Problem – After reading the data below, copy out every line that contains the word "Result".

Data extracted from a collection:
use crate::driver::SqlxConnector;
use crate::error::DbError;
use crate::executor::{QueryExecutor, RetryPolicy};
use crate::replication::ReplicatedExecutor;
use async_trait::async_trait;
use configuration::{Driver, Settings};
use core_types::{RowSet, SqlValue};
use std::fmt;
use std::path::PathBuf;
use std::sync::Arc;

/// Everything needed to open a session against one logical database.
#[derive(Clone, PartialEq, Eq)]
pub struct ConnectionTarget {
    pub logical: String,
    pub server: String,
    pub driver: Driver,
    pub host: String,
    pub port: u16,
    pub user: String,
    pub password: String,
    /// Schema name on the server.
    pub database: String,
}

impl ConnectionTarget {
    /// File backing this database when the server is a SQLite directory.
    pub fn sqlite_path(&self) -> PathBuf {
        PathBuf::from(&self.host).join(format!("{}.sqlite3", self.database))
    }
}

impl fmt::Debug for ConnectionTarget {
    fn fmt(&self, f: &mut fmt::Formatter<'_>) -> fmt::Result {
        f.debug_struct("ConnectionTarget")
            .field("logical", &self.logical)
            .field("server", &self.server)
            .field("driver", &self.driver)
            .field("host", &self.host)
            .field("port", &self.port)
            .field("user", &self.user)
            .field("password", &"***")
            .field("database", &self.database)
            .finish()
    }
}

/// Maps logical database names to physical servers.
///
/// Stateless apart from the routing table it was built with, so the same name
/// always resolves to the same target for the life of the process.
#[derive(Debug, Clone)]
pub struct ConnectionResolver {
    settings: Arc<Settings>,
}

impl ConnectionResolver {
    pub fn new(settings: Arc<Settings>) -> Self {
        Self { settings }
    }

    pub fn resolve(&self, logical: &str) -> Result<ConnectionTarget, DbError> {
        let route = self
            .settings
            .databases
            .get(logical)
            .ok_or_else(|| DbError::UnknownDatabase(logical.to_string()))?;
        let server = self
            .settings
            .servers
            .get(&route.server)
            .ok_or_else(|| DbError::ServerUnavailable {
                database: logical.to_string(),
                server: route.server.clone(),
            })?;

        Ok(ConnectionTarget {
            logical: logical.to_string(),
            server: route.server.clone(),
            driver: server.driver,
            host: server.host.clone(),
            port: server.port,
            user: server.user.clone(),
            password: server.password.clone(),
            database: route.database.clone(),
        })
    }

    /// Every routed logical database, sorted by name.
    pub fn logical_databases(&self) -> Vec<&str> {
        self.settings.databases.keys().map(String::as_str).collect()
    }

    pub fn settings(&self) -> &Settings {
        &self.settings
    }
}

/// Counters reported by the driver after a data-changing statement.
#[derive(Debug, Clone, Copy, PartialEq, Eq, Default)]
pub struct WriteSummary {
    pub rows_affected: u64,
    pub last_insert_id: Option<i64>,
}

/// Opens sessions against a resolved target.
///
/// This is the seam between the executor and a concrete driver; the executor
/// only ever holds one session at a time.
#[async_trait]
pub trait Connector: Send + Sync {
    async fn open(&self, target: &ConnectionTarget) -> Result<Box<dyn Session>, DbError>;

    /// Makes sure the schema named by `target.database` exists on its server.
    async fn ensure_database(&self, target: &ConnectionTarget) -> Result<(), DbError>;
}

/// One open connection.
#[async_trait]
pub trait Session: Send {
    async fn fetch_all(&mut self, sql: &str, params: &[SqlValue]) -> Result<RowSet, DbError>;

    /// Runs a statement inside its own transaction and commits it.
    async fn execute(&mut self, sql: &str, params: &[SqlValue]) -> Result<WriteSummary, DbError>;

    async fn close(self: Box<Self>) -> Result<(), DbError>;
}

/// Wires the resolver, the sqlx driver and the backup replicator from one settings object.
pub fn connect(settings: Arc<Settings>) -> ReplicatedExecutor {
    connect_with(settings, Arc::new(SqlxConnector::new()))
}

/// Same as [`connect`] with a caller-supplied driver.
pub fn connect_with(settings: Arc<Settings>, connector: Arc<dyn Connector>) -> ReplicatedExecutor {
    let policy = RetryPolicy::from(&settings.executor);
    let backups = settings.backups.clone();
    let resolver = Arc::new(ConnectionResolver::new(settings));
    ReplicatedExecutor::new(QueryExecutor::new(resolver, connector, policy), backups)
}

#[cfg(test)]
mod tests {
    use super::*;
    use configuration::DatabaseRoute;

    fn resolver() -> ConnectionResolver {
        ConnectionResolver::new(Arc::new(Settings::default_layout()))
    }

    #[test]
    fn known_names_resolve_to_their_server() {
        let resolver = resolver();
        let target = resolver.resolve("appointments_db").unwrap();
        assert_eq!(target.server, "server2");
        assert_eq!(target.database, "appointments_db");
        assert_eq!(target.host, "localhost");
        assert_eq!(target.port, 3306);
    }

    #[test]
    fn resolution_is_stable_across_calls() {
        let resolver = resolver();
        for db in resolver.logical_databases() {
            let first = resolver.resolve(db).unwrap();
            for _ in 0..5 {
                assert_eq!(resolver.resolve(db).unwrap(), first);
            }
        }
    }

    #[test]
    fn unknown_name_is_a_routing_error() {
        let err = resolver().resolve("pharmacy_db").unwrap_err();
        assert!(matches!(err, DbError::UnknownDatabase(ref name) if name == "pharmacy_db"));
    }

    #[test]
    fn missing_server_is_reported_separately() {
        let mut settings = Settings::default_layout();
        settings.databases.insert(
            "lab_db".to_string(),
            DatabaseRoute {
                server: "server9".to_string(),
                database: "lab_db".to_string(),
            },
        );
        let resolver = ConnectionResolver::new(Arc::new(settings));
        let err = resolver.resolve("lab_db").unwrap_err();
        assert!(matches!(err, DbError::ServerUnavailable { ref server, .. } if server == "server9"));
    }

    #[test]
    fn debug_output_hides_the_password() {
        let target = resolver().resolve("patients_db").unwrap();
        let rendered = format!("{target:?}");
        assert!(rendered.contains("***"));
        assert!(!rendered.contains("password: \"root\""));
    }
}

Answer below –
    fn fmt(&self, f: &mut fmt::Formatter<'_>) -> fmt::Result {
    pub fn resolve(&self, logical: &str) -> Result<ConnectionTarget, DbError> {
    async fn open(&self, target: &ConnectionTarget) -> Result<Box<dyn Session>, DbError>;
    async fn ensure_database(&self, target: &ConnectionTarget) -> Result<(), DbError>;
    async fn fetch_all(&mut self, sql: &str, params: &[SqlValue]) -> Result<RowSet, DbError>;
    async fn execute(&mut self, sql: &str, params: &[SqlValue]) -> Result<WriteSummary, DbError>;
    async fn close(self: Box<Self>) -> Result<(), DbError>;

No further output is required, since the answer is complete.